Becker: Oh, so you're sculpt, so you actually do sculpture beyond things like jewelry?
Becker: What are the sculptures like?
Yamazaki: They're very similar with the work that I've done, they're obviously-
Becker: They're like a translation of painting into what material?
Yamazaki: Yeah, into, I use clay, so ...
Becker: Okay. I notice you have a lot of plush toys around here.
Becker: Do you ever convert your paintings into things like plush toys, or?
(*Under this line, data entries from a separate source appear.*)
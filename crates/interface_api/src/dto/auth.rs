//! Login DTOs

use serde::{Deserialize, Serialize};
use validator::Validate;

#[derive(Debug, Deserialize, Validate)]
pub struct LoginRequest {
    #[validate(email(message = "Email must be a valid address"))]
    pub email: String,
    #[validate(length(min = 1, message = "Password cannot be blank"))]
    pub password: String,
}

#[derive(Debug, Serialize, Deserialize)]
pub struct LoginResponse {
    pub name: String,
    pub token: String,
}
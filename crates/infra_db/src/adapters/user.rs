//! PostgreSQL User Adapter
//!
//! Implements `UserPort` over `UserRepository`.

use async_trait::async_trait;
use chrono::Utc;
use sqlx::PgPool;
use tracing::instrument;

use core_kernel::{
    AdapterHealth, DomainPort, HealthCheckResult, HealthCheckable, PortError, UserId,
};
use domain_identity::{User, UserPort};

use crate::repositories::user::{UserRepository, UserRow};

/// PostgreSQL-backed implementation of the UserPort trait
#[derive(Debug, Clone)]
pub struct PostgresUserAdapter {
    repository: UserRepository,
    pool: PgPool,
}

impl PostgresUserAdapter {
    pub fn new(pool: PgPool) -> Self {
        Self {
            repository: UserRepository::new(pool.clone()),
            pool,
        }
    }
}

impl DomainPort for PostgresUserAdapter {}

#[async_trait]
impl HealthCheckable for PostgresUserAdapter {
    async fn health_check(&self) -> HealthCheckResult {
        let start = std::time::Instant::now();
        let result = sqlx::query_scalar::<_, i32>("SELECT 1")
            .fetch_one(&self.pool)
            .await;
        let latency_ms = start.elapsed().as_millis() as u64;

        HealthCheckResult {
            adapter_id: "postgres-user-adapter".to_string(),
            status: if result.is_ok() {
                AdapterHealth::Healthy
            } else {
                AdapterHealth::Unhealthy
            },
            latency_ms,
            message: result.err().map(|e| format!("Database error: {}", e)),
            checked_at: Utc::now(),
        }
    }
}

#[async_trait]
impl UserPort for PostgresUserAdapter {
    #[instrument(skip(self))]
    async fn find_by_email(&self, email: &str) -> Result<Option<User>, PortError> {
        Ok(self.repository.find_by_email(email).await?.map(row_to_user))
    }

    #[instrument(skip(self, user), fields(email = %user.email))]
    async fn create_user(&self, user: User) -> Result<User, PortError> {
        let row = UserRow {
            id: user.id.into(),
            name: user.name,
            email: user.email,
            password: user.password_hash,
        };
        Ok(row_to_user(self.repository.insert(&row).await?))
    }
}

fn row_to_user(row: UserRow) -> User {
    User {
        id: UserId::from(row.id),
        name: row.name,
        email: row.email,
        password_hash: row.password,
    }
}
Yamazaki: No, I've wanted-
Becker: Does that interest you?
Yamazaki: Yeah, yeah, yeah. Of course. That's why I said I'd like to collaborate with people or a company who can make my ideas into a reality.WM
Noah Becker shows his paintings internationally. A visual artist, saxophonist and the publisher and founding editor of Whitehot Magazine, Becker has also written freelance articles for many other major magazines. Becker's writing has appeared in The Guardian, VICE, Garage, Art in America, Interview Magazine, Canadian Art and the Huffington Post. He has also written texts for major artist monographs published by Rizzoli and Hatje Cantz. Becker directed the New York art documentary New York is Now (2010) viewable on Youtube.